### Action item
Your answer must hold only the lines below from the line containing "async fn register_then_login()" through the line containing "let (unknown_status, unknown) = t", each reproduced exactly.
★ ★ ★ ★ ★ ★ ★
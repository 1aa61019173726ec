//! End-to-end tests over the real router and a temporary SQLite file.

use axum::Router;
use axum::body::Body;
use axum::http::{Request, StatusCode};
use chrono::{DateTime, SubsecRound, Utc};
use http_body_util::BodyExt;
use serde_json::{Value, json};
use tempfile::TempDir;
use tower::ServiceExt; // For oneshot()

use taskboard_api::bootstrap::app_context::{AppContext, AppServices};
use taskboard_api::bootstrap::config::Config;
use taskboard_api::infrastructure::db::{self, DbPool};
use taskboard_api::presentation::http::router;

struct TestApp {
    _dir: TempDir,
    pool: DbPool,
    app: Router,
}

impl TestApp {
    async fn new() -> Self {
        let dir = TempDir::new().unwrap();
        let url = format!("sqlite://{}", dir.path().join("tasks.db").display());
        let pool = db::connect_pool(&url, 1).await.unwrap();
        db::ensure_schema(&pool).await.unwrap();
        let ctx = AppContext::new(Config::default(), AppServices::sqlx(pool.clone()));
        let app = router(ctx, pool.clone());
        Self {
            _dir: dir,
            pool,
            app,
        }
    }

    async fn send(&self, method: &str, uri: &str, body: Option<Value>) -> (StatusCode, Value) {
        let builder = Request::builder().method(method).uri(uri);
        let request = match body {
            Some(v) => builder
                .header("content-type", "application/json")
                .body(Body::from(serde_json::to_vec(&v).unwrap()))
                .unwrap(),
            None => builder.body(Body::empty()).unwrap(),
        };
        let response = self.app.clone().oneshot(request).await.unwrap();
        let status = response.status();
        let bytes = response.into_body().collect().await.unwrap().to_bytes();
        let value = if bytes.is_empty() {
            Value::Null
        } else {
            serde_json::from_slice(&bytes).unwrap()
        };
        (status, value)
    }

    async fn list(&self) -> Vec<Value> {
        let (status, body) = self.send("GET", "/api/tasks", None).await;
        assert_eq!(status, StatusCode::OK);
        body.as_array().unwrap().clone()
    }
}

fn sample_task() -> Value {
    json!({
        "task": "Inspect forklifts",
        "measure": "forklifts",
        "target": 12,
        "unit": "units",
        "assignedTo": "bob",
        "assignedBy": "alice",
        "status": "pending"
    })
}

#[tokio::test]
async fn created_task_appears_in_list_with_server_timestamp() {
    let t = TestApp::new().await;
    let before = Utc::now().trunc_subsecs(3);

    let (status, created) = t.send("POST", "/api/tasks", Some(sample_task())).await;
    assert_eq!(status, StatusCode::OK);
    assert!(created["id"].as_i64().is_some());

    let listed = t.list().await;
    assert_eq!(listed.len(), 1);
    let row = &listed[0];
    for key in [
        "task",
        "measure",
        "target",
        "unit",
        "assignedTo",
        "assignedBy",
        "status",
    ] {
        assert_eq!(row[key], sample_task()[key], "field {key}");
    }
    assert_eq!(row["id"], created["id"]);
    assert_eq!(row["assignedTime"], created["assignedTime"]);

    let ts: DateTime<Utc> = row["assignedTime"].as_str().unwrap().parse().unwrap();
    assert!(ts >= before);
}

#[tokio::test]
async fn client_supplied_assigned_time_is_ignored_on_create() {
    let t = TestApp::new().await;
    let mut body = sample_task();
    body["assignedTime"] = json!("1999-01-01T00:00:00.000Z");

    let (status, created) = t.send("POST", "/api/tasks", Some(body)).await;
    assert_eq!(status, StatusCode::OK);
    assert_ne!(created["assignedTime"], json!("1999-01-01T00:00:00.000Z"));
}

#[tokio::test]
async fn target_may_be_omitted_and_is_null() {
    let t = TestApp::new().await;
    let mut body = sample_task();
    body.as_object_mut().unwrap().remove("target");

    let (status, created) = t.send("POST", "/api/tasks", Some(body)).await;
    assert_eq!(status, StatusCode::OK);
    assert_eq!(created["target"], Value::Null);
    assert_eq!(t.list().await[0]["target"], Value::Null);
}

#[tokio::test]
async fn create_without_status_is_rejected_and_writes_nothing() {
    let t = TestApp::new().await;
    t.send("POST", "/api/tasks", Some(sample_task())).await;
    let mut body = sample_task();
    body.as_object_mut().unwrap().remove("status");

    let (status, err) = t.send("POST", "/api/tasks", Some(body)).await;
    assert_eq!(status, StatusCode::BAD_REQUEST);
    assert!(err["error"].as_str().unwrap().contains("status"));
    assert_eq!(t.list().await.len(), 1);
}

#[tokio::test]
async fn update_replaces_every_field() {
    let t = TestApp::new().await;
    let (_, created) = t.send("POST", "/api/tasks", Some(sample_task())).await;
    let id = created["id"].as_i64().unwrap();

    let update = json!({
        "task": "Inspect forklifts",
        "status": "done",
        "assignedTime": "2026-01-02T03:04:05.000Z"
    });
    let (status, echoed) = t
        .send("PUT", &format!("/api/tasks/{id}"), Some(update))
        .await;
    assert_eq!(status, StatusCode::OK);
    assert_eq!(echoed["id"], json!(id));
    assert_eq!(echoed["status"], json!("done"));
    assert_eq!(echoed["measure"], Value::Null);

    let row = &t.list().await[0];
    assert_eq!(row["status"], json!("done"));
    assert_eq!(row["assignedTime"], json!("2026-01-02T03:04:05.000Z"));
    assert_eq!(row["measure"], Value::Null);
    assert_eq!(row["target"], Value::Null);
    assert_eq!(row["assignedTo"], Value::Null);
}

#[tokio::test]
async fn update_of_unknown_id_echoes_payload() {
    let t = TestApp::new().await;
    let (status, echoed) = t
        .send("PUT", "/api/tasks/4242", Some(json!({ "task": "ghost" })))
        .await;
    assert_eq!(status, StatusCode::OK);
    assert_eq!(echoed["id"], json!(4242));
    assert_eq!(echoed["task"], json!("ghost"));
    assert!(t.list().await.is_empty());
}

#[tokio::test]
async fn delete_is_idempotent() {
    let t = TestApp::new().await;
    let (_, created) = t.send("POST", "/api/tasks", Some(sample_task())).await;
    let uri = format!("/api/tasks/{}", created["id"]);

    for _ in 0..2 {
        let (status, body) = t.send("DELETE", &uri, None).await;
        assert_eq!(status, StatusCode::OK);
        assert_eq!(body, json!({ "deleted": true }));
    }
    assert!(t.list().await.is_empty());
}

#[tokio::test]
async fn non_numeric_id_is_a_json_client_error() {
    let t = TestApp::new().await;
    let (status, body) = t.send("DELETE", "/api/tasks/abc", None).await;
    assert_eq!(status, StatusCode::BAD_REQUEST);
    assert!(body["error"].is_string());
}

#[tokio::test]
async fn malformed_body_is_a_json_client_error() {
    let t = TestApp::new().await;
    let request = Request::builder()
        .method("POST")
        .uri("/api/tasks")
        .header("content-type", "application/json")
        .body(Body::from("{not json"))
        .unwrap();
    let response = t.app.clone().oneshot(request).await.unwrap();
    assert_eq!(response.status(), StatusCode::BAD_REQUEST);
    let bytes = response.into_body().collect().await.unwrap().to_bytes();
    let body: Value = serde_json::from_slice(&bytes).unwrap();
    assert!(body["error"].is_string());
}

#[tokio::test]
async fn storage_failure_is_a_server_error_with_text() {
    let t = TestApp::new().await;
    sqlx::query("DROP TABLE tasks").execute(&t.pool).await.unwrap();

    let (status, body) = t.send("GET", "/api/tasks", None).await;
    assert_eq!(status, StatusCode::INTERNAL_SERVER_ERROR);
    assert!(body["error"].as_str().unwrap().contains("tasks"));
}

#[tokio::test]
async fn register_then_login() {
    let t = TestApp::new().await;
    let (status, user) = t
        .send(
            "POST",
            "/api/register",
            Some(json!({ "username": "alice", "password": "pw1", "role": "admin" })),
        )
        .await;
    assert_eq!(status, StatusCode::OK);
    assert_eq!(user["username"], json!("alice"));
    assert_eq!(user["role"], json!("admin"));

    let (status, logged_in) = t
        .send(
            "POST",
            "/api/login",
            Some(json!({ "username": "alice", "password": "pw1" })),
        )
        .await;
    assert_eq!(status, StatusCode::OK);
    assert_eq!(logged_in["id"], user["id"]);
    assert_eq!(logged_in["role"], json!("admin"));
    assert_eq!(logged_in.as_object().unwrap().len(), 3);
}

#[tokio::test]
async fn wrong_password_and_unknown_user_look_the_same() {
    let t = TestApp::new().await;
    t.send(
        "POST",
        "/api/register",
        Some(json!({ "username": "alice", "password": "pw1", "role": "worker" })),
    )
    .await;

    let (wrong_status, wrong) = t
        .send(
            "POST",
            "/api/login",
            Some(json!({ "username": "alice", "password": "wrongpw" })),
        )
        .await;
    let (unknown_status, unknown) = t
        .send(
            "POST",
            "/api/login",
            Some(json!({ "username": "mallory", "password": "pw1" })),
        )
        .await;

    assert_eq!(wrong_status, StatusCode::UNAUTHORIZED);
    assert_eq!(unknown_status, StatusCode::UNAUTHORIZED);
    assert_eq!(wrong, unknown);
}

#[tokio::test]
async fn stored_password_is_not_plaintext() {
    let t = TestApp::new().await;
    t.send(
        "POST",
        "/api/register",
        Some(json!({ "username": "alice", "password": "pw1", "role": "admin" })),
    )
    .await;

    let stored: String = sqlx::query_scalar("SELECT password FROM users WHERE username = 'alice'")
        .fetch_one(&t.pool)
        .await
        .unwrap();
    assert_ne!(stored, "pw1");
    assert!(!stored.contains("pw1"));
}

#[tokio::test]
async fn duplicate_registration_is_rejected() {
    let t = TestApp::new().await;
    let first = json!({ "username": "alice", "password": "pw1", "role": "admin" });
    let (status, _) = t.send("POST", "/api/register", Some(first)).await;
    assert_eq!(status, StatusCode::OK);

    let second = json!({ "username": "alice", "password": "other", "role": "worker" });
    let (status, err) = t.send("POST", "/api/register", Some(second)).await;
    assert_eq!(status, StatusCode::BAD_REQUEST);
    assert_eq!(err["error"], json!("Username already exists"));

    let (status, user) = t
        .send(
            "POST",
            "/api/login",
            Some(json!({ "username": "alice", "password": "pw1" })),
        )
        .await;
    assert_eq!(status, StatusCode::OK);
    assert_eq!(user["role"], json!("admin"));
}

#[tokio::test]
async fn register_requires_all_fields() {
    let t = TestApp::new().await;
    let (status, err) = t
        .send(
            "POST",
            "/api/register",
            Some(json!({ "username": "alice", "password": "pw1" })),
        )
        .await;
    assert_eq!(status, StatusCode::BAD_REQUEST);
    assert!(err["error"].as_str().unwrap().contains("role"));
}

#[tokio::test]
async fn health_reports_ok() {
    let t = TestApp::new().await;
    let (status, body) = t.send("GET", "/api/health", None).await;
    assert_eq!(status, StatusCode::OK);
    assert_eq!(body, json!({ "status": "ok" }));
}

#[tokio::test]
async fn openapi_document_lists_task_routes() {
    let t = TestApp::new().await;
    let (status, doc) = t.send("GET", "/api/openapi.json", None).await;
    assert_eq!(status, StatusCode::OK);
    assert!(doc["paths"]["/api/tasks"].is_object());
    assert!(doc["paths"]["/api/tasks/{id}"].is_object());
    assert!(doc["paths"]["/api/login"].is_object());
}

#[tokio::test]
async fn task_writes_surface_storage_failures_as_server_errors() {
    let t = TestApp::new().await;
    sqlx::query("DROP TABLE tasks").execute(&t.pool).await.unwrap();

    let attempts = [
        ("POST", "/api/tasks", Some(sample_task())),
        ("PUT", "/api/tasks/1", Some(sample_task())),
        ("DELETE", "/api/tasks/1", None),
    ];
    for (method, uri, body) in attempts {
        let (status, err) = t.send(method, uri, body).await;
        assert_eq!(status, StatusCode::INTERNAL_SERVER_ERROR, "{method} {uri}");
        let text = err["error"].as_str().unwrap();
        assert!(text.contains("no such table"), "{method} {uri}: {text}");
    }
}

#[tokio::test]
async fn health_is_degraded_without_tasks_table() {
    let t = TestApp::new().await;
    sqlx::query("DROP TABLE tasks").execute(&t.pool).await.unwrap();

    let (status, body) = t.send("GET", "/api/health", None).await;
    assert_eq!(status, StatusCode::OK);
    assert_eq!(body["status"], json!("degraded"));
    assert_eq!(body["missing_tables"], json!(["tasks"]));
}

#[tokio::test]
async fn unknown_path_is_a_json_not_found() {
    let t = TestApp::new().await;
    let (status, body) = t.send("GET", "/api/nope", None).await;
    assert_eq!(status, StatusCode::NOT_FOUND);
    assert_eq!(body, json!({ "error": "Not found" }));
}

#[tokio::test]
async fn unsupported_method_is_a_json_error() {
    let t = TestApp::new().await;
    for (method, uri) in [
        ("PATCH", "/api/tasks"),
        ("GET", "/api/tasks/1"),
        ("GET", "/api/login"),
    ] {
        let (status, body) = t.send(method, uri, None).await;
        assert_eq!(status, StatusCode::METHOD_NOT_ALLOWED, "{method} {uri}");
        assert_eq!(body, json!({ "error": "Method not allowed" }));
    }
}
★ ★ ★ ★ ★ ★ ★
### Exercise result
async fn register_then_login() {
    let t = TestApp::new().await;
    let (status, user) = t
        .send(
            "POST",
            "/api/register",
            Some(json!({ "username": "alice", "password": "pw1", "role": "admin" })),
        )
        .await;
    assert_eq!(status, StatusCode::OK);
    assert_eq!(user["username"], json!("alice"));
    assert_eq!(user["role"], json!("admin"));

    let (status, logged_in) = t
        .send(
            "POST",
            "/api/login",
            Some(json!({ "username": "alice", "password": "pw1" })),
        )
        .await;
    assert_eq!(status, StatusCode::OK);
    assert_eq!(logged_in["id"], user["id"]);
    assert_eq!(logged_in["role"], json!("admin"));
    assert_eq!(logged_in.as_object().unwrap().len(), 3);
}

#[tokio::test]
async fn wrong_password_and_unknown_user_look_the_same() {
    let t = TestApp::new().await;
    t.send(
        "POST",
        "/api/register",
        Some(json!({ "username": "alice", "password": "pw1", "role": "worker" })),
    )
    .await;

    let (wrong_status, wrong) = t
        .send(
            "POST",
            "/api/login",
            Some(json!({ "username": "alice", "password": "wrongpw" })),
        )
        .await;
    let (unknown_status, unknown) = t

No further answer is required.